(Dataset excerpts)
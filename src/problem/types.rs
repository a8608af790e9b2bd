//! The problem contract.

use super::dominance::{dominates, is_feasible, total_violation};
use crate::error::PreconditionViolation;

/// An optimization problem: bounds, objectives and constraints.
///
/// Decision vectors have [`dimension`](Problem::dimension) components. The
/// first `dimension - integer_dimension` are continuous, the rest are
/// integers stored as `f64`.
///
/// # Minimization
///
/// Every objective is minimized. For maximization, negate the objective.
///
/// # Purity
///
/// [`objective`](Problem::objective) and [`constraints`](Problem::constraints)
/// must depend only on the decision vector and the problem's own immutable
/// configuration. Comparison-heavy algorithms rely on equal inputs producing
/// equal outputs.
///
/// # Thread Safety
///
/// `Problem` must be `Send + Sync` so that populations bound to it can be
/// evolved on separate threads (one island per thread).
pub trait Problem: Send + Sync {
    /// Short human-facing name.
    fn name(&self) -> &str {
        "problem"
    }

    /// Lower bound of each decision component.
    fn lower_bounds(&self) -> &[f64];

    /// Upper bound of each decision component.
    fn upper_bounds(&self) -> &[f64];

    /// Number of decision components.
    fn dimension(&self) -> usize {
        self.lower_bounds().len()
    }

    /// Number of trailing integer components.
    fn integer_dimension(&self) -> usize {
        0
    }

    /// Number of leading continuous components.
    fn continuous_dimension(&self) -> usize {
        self.dimension().saturating_sub(self.integer_dimension())
    }

    /// Number of objectives.
    fn fitness_dimension(&self) -> usize {
        1
    }

    /// Number of constraints. Zero for box-constrained problems.
    fn constraint_dimension(&self) -> usize {
        0
    }

    /// Evaluates the objectives at `x`.
    fn objective(&self, x: &[f64]) -> Vec<f64>;

    /// Evaluates the constraints at `x`: `c <= 0` satisfied, `c > 0` violated.
    fn constraints(&self, _x: &[f64]) -> Vec<f64> {
        Vec::new()
    }

    /// `true` if fitness `a` is strictly preferred over fitness `b`.
    ///
    /// One objective: `a[0] < b[0]`. Several: Pareto dominance.
    fn compare_fitness(&self, a: &[f64], b: &[f64]) -> bool {
        if a.len() == 1 && b.len() == 1 {
            a[0] < b[0]
        } else {
            dominates(a, b)
        }
    }

    /// `true` if constraint vector `a` is strictly preferred over `b`.
    ///
    /// Feasible beats infeasible; between two infeasible vectors the smaller
    /// total violation wins. Two feasible vectors are indifferent.
    fn compare_constraints(&self, a: &[f64], b: &[f64]) -> bool {
        match (is_feasible(a), is_feasible(b)) {
            (true, false) => true,
            (false, false) => total_violation(a) < total_violation(b),
            _ => false,
        }
    }

    /// `true` if the solution `(fa, ca)` is strictly preferred over `(fb, cb)`.
    ///
    /// Feasibility is ranked first; fitness decides only between two
    /// feasible solutions.
    fn compare_solutions(&self, fa: &[f64], ca: &[f64], fb: &[f64], cb: &[f64]) -> bool {
        match (is_feasible(ca), is_feasible(cb)) {
            (true, true) => self.compare_fitness(fa, fb),
            _ => self.compare_constraints(ca, cb),
        }
    }

    /// Checks that `x` has the right length, lies within the bounds
    /// (inclusive) and holds integral values in its integer part.
    fn verify_decision(&self, x: &[f64]) -> Result<(), PreconditionViolation> {
        let lower = self.lower_bounds();
        let upper = self.upper_bounds();
        if x.len() != self.dimension() {
            return Err(PreconditionViolation::DimensionMismatch {
                expected: self.dimension(),
                actual: x.len(),
            });
        }
        let continuous = self.continuous_dimension();
        for (index, &value) in x.iter().enumerate() {
            if !(lower[index]..=upper[index]).contains(&value) {
                return Err(PreconditionViolation::OutOfBounds {
                    index,
                    value,
                    lower: lower[index],
                    upper: upper[index],
                });
            }
            if index >= continuous && value.fract() != 0.0 {
                return Err(PreconditionViolation::NonIntegral { index, value });
            }
        }
        Ok(())
    }
}
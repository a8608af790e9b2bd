//! The algorithm contract.
//!
//! An algorithm transforms a population in place through
//! [`Algorithm::evolve`]. Implementations must keep the population size and
//! its problem binding, and must never return a population whose best
//! individual is worse than the one it received.
//!
//! Configuration is validated when the algorithm is built, never lazily in
//! `evolve`. Problem shapes the algorithm cannot handle are reported at the
//! start of `evolve`, before anything is modified.

use crate::error::Result;
use crate::population::Population;
use crate::rng::UniformSource;

/// A population-based search strategy.
///
/// The trait is object safe so orchestrators can hold heterogeneous
/// algorithms as `Box<dyn Algorithm>` and clone them per island.
pub trait Algorithm: Send + Sync {
    /// Evolves `population`, drawing all randomness from `rng`.
    fn evolve(&self, population: &mut Population, rng: &mut dyn UniformSource) -> Result<()>;

    /// Deep copy of the configuration.
    fn box_clone(&self) -> Box<dyn Algorithm>;

    /// Identifier assigned at construction.
    fn id_name(&self) -> &str;

    /// Identifier that distinguishes instances with different parameters.
    fn id_object(&self) -> String {
        self.id_name().to_string()
    }
}

impl Clone for Box<dyn Algorithm> {
    fn clone(&self) -> Self {
        self.box_clone()
    }
}

impl std::fmt::Debug for dyn Algorithm {
    fn fmt(&self, f: &mut std::fmt::Formatter<'_>) -> std::fmt::Result {
        f.write_str(&self.id_object())
    }
}

#[cfg(test)]
mod tests {
    use super::*;
    use crate::problem::{FnProblem, Problem};
    use crate::rng::seeded;
    use std::sync::Arc;

    /// Copies the best individual over the worst one.
    #[derive(Clone)]
    struct CloneBest {
        name: String,
    }

    impl Algorithm for CloneBest {
        fn evolve(&self, population: &mut Population, _rng: &mut dyn UniformSource) -> Result<()> {
            let best = population.best()?.clone();
            let worst = population.worst_index()?;
            population.substitute(worst, best)
        }

        fn box_clone(&self) -> Box<dyn Algorithm> {
            Box::new(self.clone())
        }

        fn id_name(&self) -> &str {
            &self.name
        }
    }

    #[test]
    fn test_boxed_algorithms_clone_and_run() {
        let problem: Arc<dyn Problem> =
            Arc::new(FnProblem::scalar(vec![-1.0], vec![1.0], |x| x[0].abs()).unwrap());
        let mut rng = seeded(9);
        let mut pop = Population::random(problem, 6, &mut rng).unwrap();
        let best_before = pop.best().unwrap().fitness()[0];

        let algo: Box<dyn Algorithm> = Box::new(CloneBest { name: "clone_best".into() });
        let copy = algo.clone();
        copy.evolve(&mut pop, &mut rng).unwrap();

        assert_eq!(pop.len(), 6);
        assert_eq!(pop.best().unwrap().fitness()[0], best_before);
        assert_eq!(copy.id_name(), "clone_best");
        assert_eq!(format!("{:?}", algo), "clone_best");
    }
}
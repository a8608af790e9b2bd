//! Evaluation counting.

use super::types::Problem;
use crate::error::PreconditionViolation;
use std::sync::atomic::{AtomicUsize, Ordering};

/// Wraps a problem and counts objective evaluations.
///
/// The count is diagnostic only: it never influences comparison or
/// evaluation results.
#[derive(Debug, Default)]
pub struct CountingProblem<P> {
    inner: P,
    evaluations: AtomicUsize,
}

impl<P: Problem> CountingProblem<P> {
    /// Wraps `inner` with a zeroed counter.
    pub fn new(inner: P) -> Self {
        Self {
            inner,
            evaluations: AtomicUsize::new(0),
        }
    }

    /// Number of objective evaluations so far.
    pub fn evaluations(&self) -> usize {
        self.evaluations.load(Ordering::Relaxed)
    }

    /// The wrapped problem.
    pub fn inner(&self) -> &P {
        &self.inner
    }
}

impl<P: Problem> Problem for CountingProblem<P> {
    fn name(&self) -> &str {
        self.inner.name()
    }

    fn lower_bounds(&self) -> &[f64] {
        self.inner.lower_bounds()
    }

    fn upper_bounds(&self) -> &[f64] {
        self.inner.upper_bounds()
    }

    fn dimension(&self) -> usize {
        self.inner.dimension()
    }

    fn integer_dimension(&self) -> usize {
        self.inner.integer_dimension()
    }

    fn continuous_dimension(&self) -> usize {
        self.inner.continuous_dimension()
    }

    fn fitness_dimension(&self) -> usize {
        self.inner.fitness_dimension()
    }

    fn constraint_dimension(&self) -> usize {
        self.inner.constraint_dimension()
    }

    fn objective(&self, x: &[f64]) -> Vec<f64> {
        self.evaluations.fetch_add(1, Ordering::Relaxed);
        self.inner.objective(x)
    }

    fn constraints(&self, x: &[f64]) -> Vec<f64> {
        self.inner.constraints(x)
    }

    fn compare_fitness(&self, a: &[f64], b: &[f64]) -> bool {
        self.inner.compare_fitness(a, b)
    }

    fn compare_constraints(&self, a: &[f64], b: &[f64]) -> bool {
        self.inner.compare_constraints(a, b)
    }

    fn compare_solutions(&self, fa: &[f64], ca: &[f64], fb: &[f64], cb: &[f64]) -> bool {
        self.inner.compare_solutions(fa, ca, fb, cb)
    }

    fn verify_decision(&self, x: &[f64]) -> Result<(), PreconditionViolation> {
        self.inner.verify_decision(x)
    }
}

(What you are asked to do) The lines to copy are those above that contain the string "island".

(Response below)
/// evolved on separate threads (one island per thread).
/// algorithms as `Box<dyn Algorithm>` and clone them per island.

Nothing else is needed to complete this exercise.